Devant ses colonnes de chiffres, Alexandre, comptable de profession, poursuit un rêve d’arbre. Un arbre à planter en dépit de toute raison, tellement la terre est aride là où il vit. Un jour il se saisit d’une bêche et le miracle s’accomplit. L’arbre grandit, vaillamment.  L’homme est représenté en silhouette, habillé comme un homme de la City. Quand il travaille à aligner des chiffres, les colonnes étrangement esquissent la forme d’un arbre. Le rêve est là, obsédant. Pour le réaliser, il faut faire fi des oiseaux de mauvaise augure, se décider un jour et, patiemment, regarder l’arbre grandir. Car l’arbre aussi s’obstine, résiste et tient toutes ses promesses, porteur de vie et de bonheur, ombre protectrice, abri pour les oiseaux, cabane pour les enfants, ami de la lune qui se faufile entre ses branches.

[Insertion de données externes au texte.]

/*!
 * Core types for the lsl listing
 */

/// Type of a filesystem entry, as encoded in the mode's type bits
#[derive(Debug, Clone, Copy, PartialEq, Eq)]
pub enum FileKind {
    /// Regular file
    Regular,
    /// Directory
    Directory,
    /// Symbolic link (the link itself, never its target)
    Symlink,
    /// Block device
    BlockDevice,
    /// Character device
    CharDevice,
    /// Named pipe
    Fifo,
    /// Unix domain socket
    Socket,
    /// Type bits that map to none of the above
    Unknown,
}

impl FileKind {
    /// Glyph used as the first character of the permission string
    pub fn glyph(self) -> char {
        match self {
            Self::Regular => '-',
            Self::Directory => 'd',
            Self::Symlink => 'l',
            Self::BlockDevice => 'b',
            Self::CharDevice => 'c',
            Self::Fifo => 'p',
            Self::Socket => 's',
            Self::Unknown => '?',
        }
    }
}

/// Snapshot of one entry's metadata at listing time
///
/// Built in one go by [`crate::metadata::extract`]; fields are private so a
/// record cannot change after construction.
#[derive(Debug, Clone, PartialEq, Eq)]
pub struct FileRecord {
    name: String,
    permissions: String,
    nlink: u64,
    owner: String,
    group: String,
    size: u64,
    modified: String,
}

impl FileRecord {
    pub fn new(
        name: String,
        permissions: String,
        nlink: u64,
        owner: String,
        group: String,
        size: u64,
        modified: String,
    ) -> Self {
        Self {
            name,
            permissions,
            nlink,
            owner,
            group,
            size,
            modified,
        }
    }

    /// Base name of the entry, or the argument as given for file targets
    pub fn name(&self) -> &str {
        &self.name
    }

    /// 10-character `<type><rwxrwxrwx>` string
    pub fn permissions(&self) -> &str {
        &self.permissions
    }

    pub fn hard_links(&self) -> u64 {
        self.nlink
    }

    pub fn owner(&self) -> &str {
        &self.owner
    }

    pub fn group(&self) -> &str {
        &self.group
    }

    /// Raw size in bytes as reported by the filesystem
    pub fn size(&self) -> u64 {
        self.size
    }

    /// Modification time, `Mon D HH:MM` in local time
    pub fn modified(&self) -> &str {
        &self.modified
    }
}
/*!
 * Line-oriented rendering of records
 */

use std::io::{self, Write};

use crate::collection::EntryCollection;
use crate::types::FileRecord;

/// Render one record as a single line, without the line terminator
pub fn render_record(record: &FileRecord) -> String {
    format!(
        "{} {} {} {} {} {} {}",
        record.permissions(),
        record.hard_links(),
        record.owner(),
        record.group(),
        record.size(),
        record.modified(),
        record.name()
    )
}

/// Writer for listing output
pub struct ListingWriter<W: Write> {
    out: W,
    sections: usize,
}

impl<W: Write> ListingWriter<W> {
    pub fn new(out: W) -> Self {
        Self { out, sections: 0 }
    }

    /// Write one record line
    pub fn write_record(&mut self, record: &FileRecord) -> io::Result<()> {
        writeln!(self.out, "{}", render_record(record))
    }

    /// Write a directory section: optional `<path>:` header, then one line per entry
    ///
    /// Every section after the first is preceded by a blank line.
    pub fn write_collection(
        &mut self,
        collection: &EntryCollection,
        header: Option<&str>,
    ) -> io::Result<()> {
        if self.sections > 0 {
            writeln!(self.out)?;
        }
        self.sections += 1;

        if let Some(header) = header {
            writeln!(self.out, "{}:", header)?;
        }
        for record in collection {
            self.write_record(record)?;
        }
        Ok(())
    }

    pub fn flush(&mut self) -> io::Result<()> {
        self.out.flush()
    }

    pub fn into_inner(self) -> W {
        self.out
    }
}
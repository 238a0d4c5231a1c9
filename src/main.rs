/*!
 * Command-line interface for lsl
 */

use std::io::{self, BufWriter};
use std::process::ExitCode;

use tracing_subscriber::EnvFilter;

use lsl::config::{Args, Config, PROGRAM_NAME};
use lsl::lister::Lister;

/// Environment variable holding the log filter
const LOG_ENV: &str = "LSL_LOG";

fn main() -> ExitCode {
    // Logging stays off unless asked for, stderr carries diagnostics
    let filter = EnvFilter::try_from_env(LOG_ENV).unwrap_or_else(|_| EnvFilter::new("off"));
    tracing_subscriber::fmt()
        .with_env_filter(filter)
        .with_writer(io::stderr)
        .init();

    let args = Args::from_invocation(std::env::args_os());
    let config = match Config::from_args(args).with_env_overrides() {
        Ok(config) => config,
        Err(e) => {
            eprintln!("{}: {}", PROGRAM_NAME, e);
            return ExitCode::FAILURE;
        }
    };

    let stdout = io::stdout();
    let stderr = io::stderr();
    let lister = Lister::new(config);
    match lister.run(BufWriter::new(stdout.lock()), stderr.lock()) {
        Ok(summary) => {
            tracing::debug!(?summary, "done");
            ExitCode::SUCCESS
        }
        Err(e) => {
            eprintln!("{}: {}", PROGRAM_NAME, e);
            ExitCode::FAILURE
        }
    }
}
/*!
 * Per-directory collection of records and name ordering
 */

use std::cmp::Ordering;

use crate::error::{LslError, Result};
use crate::types::FileRecord;

/// Ordered records gathered for one directory
///
/// Insertion order is kept until [`EntryCollection::sort_by_name_ci`] runs.
#[derive(Debug, Clone, Default)]
pub struct EntryCollection {
    entries: Vec<FileRecord>,
    limit: Option<usize>,
}

impl EntryCollection {
    /// Create an empty collection that grows as needed
    pub fn new() -> Self {
        Self::default()
    }

    /// Create an empty collection holding at most `limit` records
    pub fn with_capacity_limit(limit: usize) -> Self {
        Self {
            entries: Vec::new(),
            limit: Some(limit),
        }
    }

    /// Add a record at the end; fails without change once the limit is reached
    pub fn append(&mut self, record: FileRecord) -> Result<()> {
        if let Some(capacity) = self.limit {
            if self.entries.len() >= capacity {
                return Err(LslError::CapacityExceeded { capacity });
            }
        }
        self.entries.push(record);
        Ok(())
    }

    pub fn len(&self) -> usize {
        self.entries.len()
    }

    pub fn is_empty(&self) -> bool {
        self.entries.is_empty()
    }

    pub fn iter(&self) -> std::slice::Iter<'_, FileRecord> {
        self.entries.iter()
    }

    /// Stable sort by case-insensitive name
    pub fn sort_by_name_ci(&mut self) {
        self.entries
            .sort_by(|a, b| compare_names_ci(a.name(), b.name()));
    }
}

impl<'a> IntoIterator for &'a EntryCollection {
    type Item = &'a FileRecord;
    type IntoIter = std::slice::Iter<'a, FileRecord>;

    fn into_iter(self) -> Self::IntoIter {
        self.iter()
    }
}

/// Byte-wise comparison with ASCII case folded
pub fn compare_names_ci(a: &str, b: &str) -> Ordering {
    a.bytes()
        .map(|c| c.to_ascii_lowercase())
        .cmp(b.bytes().map(|c| c.to_ascii_lowercase()))
}

#[cfg(test)]
mod tests {
    use super::*;

    fn record(name: &str) -> FileRecord {
        FileRecord::new(
            name.to_string(),
            "-rw-r--r--".to_string(),
            1,
            "root".to_string(),
            "root".to_string(),
            0,
            "Jan  1 00:00".to_string(),
        )
    }

    fn names(collection: &EntryCollection) -> Vec<&str> {
        collection.iter().map(FileRecord::name).collect()
    }

    #[test]
    fn test_insertion_order_until_sorted() {
        let mut c = EntryCollection::new();
        assert!(c.is_empty());
        for n in ["zeta", "alpha", "Mid"] {
            c.append(record(n)).unwrap();
        }
        assert_eq!(c.len(), 3);
        assert_eq!(names(&c), ["zeta", "alpha", "Mid"]);

        c.sort_by_name_ci();
        assert_eq!(names(&c), ["alpha", "Mid", "zeta"]);
    }

    #[test]
    fn test_case_duplicates_group_together() {
        let mut c = EntryCollection::new();
        for n in ["b", "A", "a", "B"] {
            c.append(record(n)).unwrap();
        }
        c.sort_by_name_ci();
        let folded: Vec<String> = c.iter().map(|r| r.name().to_lowercase()).collect();
        assert_eq!(folded, ["a", "a", "b", "b"]);
        // stable: original relative order of duplicates survives
        assert_eq!(names(&c), ["A", "a", "b", "B"]);
    }

    #[test]
    fn test_sort_is_idempotent() {
        let mut c = EntryCollection::new();
        for n in ["README", "build.rs", "Cargo.toml", "src", "a_b", "a-b"] {
            c.append(record(n)).unwrap();
        }
        c.sort_by_name_ci();
        let once: Vec<String> = names(&c).into_iter().map(String::from).collect();
        c.sort_by_name_ci();
        assert_eq!(names(&c), once);
        assert_eq!(once, ["a-b", "a_b", "build.rs", "Cargo.toml", "README", "src"]);
    }

    #[test]
    fn test_sort_empty_and_single() {
        let mut c = EntryCollection::new();
        c.sort_by_name_ci();
        assert!(c.is_empty());

        c.append(record("only")).unwrap();
        c.sort_by_name_ci();
        assert_eq!(names(&c), ["only"]);
    }

    #[test]
    fn test_append_past_limit_fails() {
        let mut c = EntryCollection::with_capacity_limit(2);
        c.append(record("a")).unwrap();
        c.append(record("b")).unwrap();
        let err = c.append(record("c")).unwrap_err();
        assert!(matches!(err, LslError::CapacityExceeded { capacity: 2 }));
        assert_eq!(names(&c), ["a", "b"]);
    }

    #[test]
    fn test_compare_names_ci() {
        assert_eq!(compare_names_ci("abc", "ABC"), Ordering::Equal);
        assert_eq!(compare_names_ci("abc", "ABD"), Ordering::Less);
        assert_eq!(compare_names_ci("ab", "abc"), Ordering::Less);
        assert_eq!(compare_names_ci("Zed", "apple"), Ordering::Greater);
    }
}
/*!
 * Symbolic permission formatting
 */

use nix::sys::stat::{mode_t, Mode, SFlag};

use crate::types::FileKind;

const KINDS: [(SFlag, FileKind); 7] = [
    (SFlag::S_IFREG, FileKind::Regular),
    (SFlag::S_IFDIR, FileKind::Directory),
    (SFlag::S_IFLNK, FileKind::Symlink),
    (SFlag::S_IFBLK, FileKind::BlockDevice),
    (SFlag::S_IFCHR, FileKind::CharDevice),
    (SFlag::S_IFIFO, FileKind::Fifo),
    (SFlag::S_IFSOCK, FileKind::Socket),
];

/// Owner, group and other bits, each paired with its glyph
const CLASS_BITS: [(Mode, char); 9] = [
    (Mode::S_IRUSR, 'r'),
    (Mode::S_IWUSR, 'w'),
    (Mode::S_IXUSR, 'x'),
    (Mode::S_IRGRP, 'r'),
    (Mode::S_IWGRP, 'w'),
    (Mode::S_IXGRP, 'x'),
    (Mode::S_IROTH, 'r'),
    (Mode::S_IWOTH, 'w'),
    (Mode::S_IXOTH, 'x'),
];

/// Decode the type bits of a raw mode
pub fn file_kind(mode: u32) -> FileKind {
    let type_bits = mode as mode_t & SFlag::S_IFMT.bits();
    KINDS
        .iter()
        .find(|(flag, _)| flag.bits() == type_bits)
        .map_or(FileKind::Unknown, |&(_, kind)| kind)
}

/// Format a raw mode as `<type><rwxrwxrwx>`
///
/// Total over every `u32`: unrecognized type bits produce `?`. Setuid, setgid
/// and sticky bits are not rendered.
pub fn format_permissions(mode: u32) -> String {
    let bits = Mode::from_bits_truncate(mode as mode_t);
    let mut out = String::with_capacity(10);
    out.push(file_kind(mode).glyph());
    for (class_bit, glyph) in CLASS_BITS {
        out.push(if bits.contains(class_bit) { glyph } else { '-' });
    }
    out
}
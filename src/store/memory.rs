use std::collections::HashMap;

use async_trait::async_trait;
use chrono::Utc;
use tokio::sync::RwLock;
use uuid::Uuid;

use super::{TaskStore, UserStore};
use crate::error::AppError;
use crate::models::{NewUser, Task, TaskInput, User};

/// In-process store with the same contract as [`super::PgStore`].
///
/// Each operation takes the lock once, which gives the same per-call atomicity the
/// database provides for single statements.
#[derive(Default)]
pub struct MemoryStore {
    state: RwLock<State>,
}

#[derive(Default)]
struct State {
    next_user_id: i32,
    users: Vec<User>,
    tasks: HashMap<Uuid, Task>,
}

impl MemoryStore {
    pub fn new() -> Self {
        Self::default()
    }
}

fn owned_task<'a>(
    tasks: &'a mut HashMap<Uuid, Task>,
    id: Uuid,
    owner_id: i32,
) -> Result<&'a mut Task, AppError> {
    tasks
        .get_mut(&id)
        .filter(|task| task.user_id == owner_id)
        .ok_or_else(|| AppError::NotFound("Task not found".into()))
}

#[async_trait]
impl UserStore for MemoryStore {
    async fn create_user(&self, user: NewUser) -> Result<User, AppError> {
        let mut state = self.state.write().await;

        if state
            .users
            .iter()
            .any(|u| u.username == user.username || u.email == user.email)
        {
            return Err(AppError::Conflict(
                "Username or email already registered".into(),
            ));
        }

        state.next_user_id += 1;
        let created = User {
            id: state.next_user_id,
            username: user.username,
            email: user.email,
            password_hash: user.password_hash,
            created_at: Utc::now(),
        };
        state.users.push(created.clone());
        Ok(created)
    }

    async fn find_user_by_email(&self, email: &str) -> Result<Option<User>, AppError> {
        let state = self.state.read().await;
        Ok(state.users.iter().find(|u| u.email == email).cloned())
    }

    async fn find_user_by_username(&self, username: &str) -> Result<Option<User>, AppError> {
        let state = self.state.read().await;
        Ok(state.users.iter().find(|u| u.username == username).cloned())
    }
}

#[async_trait]
impl TaskStore for MemoryStore {
    async fn find_tasks_by_owner(&self, owner_id: i32) -> Result<Vec<Task>, AppError> {
        let state = self.state.read().await;
        let mut tasks: Vec<Task> = state
            .tasks
            .values()
            .filter(|task| task.user_id == owner_id)
            .cloned()
            .collect();
        tasks.sort_by(|a, b| b.created_at.cmp(&a.created_at));
        Ok(tasks)
    }

    async fn create_task(&self, task: Task) -> Result<Task, AppError> {
        let mut state = self.state.write().await;

        if !state.users.iter().any(|u| u.id == task.user_id) {
            return Err(AppError::NotFound("Owner not found".into()));
        }
        if state.tasks.contains_key(&task.id) {
            return Err(AppError::Conflict("Task already exists".into()));
        }

        state.tasks.insert(task.id, task.clone());
        Ok(task)
    }

    async fn update_task(
        &self,
        id: Uuid,
        owner_id: i32,
        input: TaskInput,
    ) -> Result<Task, AppError> {
        let mut state = self.state.write().await;
        let task = owned_task(&mut state.tasks, id, owner_id)?;
        task.apply_update(input, Utc::now());
        Ok(task.clone())
    }

    async fn update_task_status(
        &self,
        id: Uuid,
        owner_id: i32,
        completed: bool,
    ) -> Result<Task, AppError> {
        let mut state = self.state.write().await;
        let task = owned_task(&mut state.tasks, id, owner_id)?;
        task.set_completed(completed, Utc::now());
        Ok(task.clone())
    }

    async fn delete_task(&self, id: Uuid, owner_id: i32) -> Result<(), AppError> {
        let mut state = self.state.write().await;
        owned_task(&mut state.tasks, id, owner_id)?;
        state.tasks.remove(&id);
        Ok(())
    }
}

Les mots sont aussi sobres et forts que les images chargées de sens, souvent symboliques, qui évoquent la feuille, l’écorce, laissent deviner un oiseau, une pleine lune. Les rêves nous survivent ; l’arbre devient forêt. La nature, l’art et la poésie semblent nous dire : à vous de rêver maintenant. (A.-M.R.)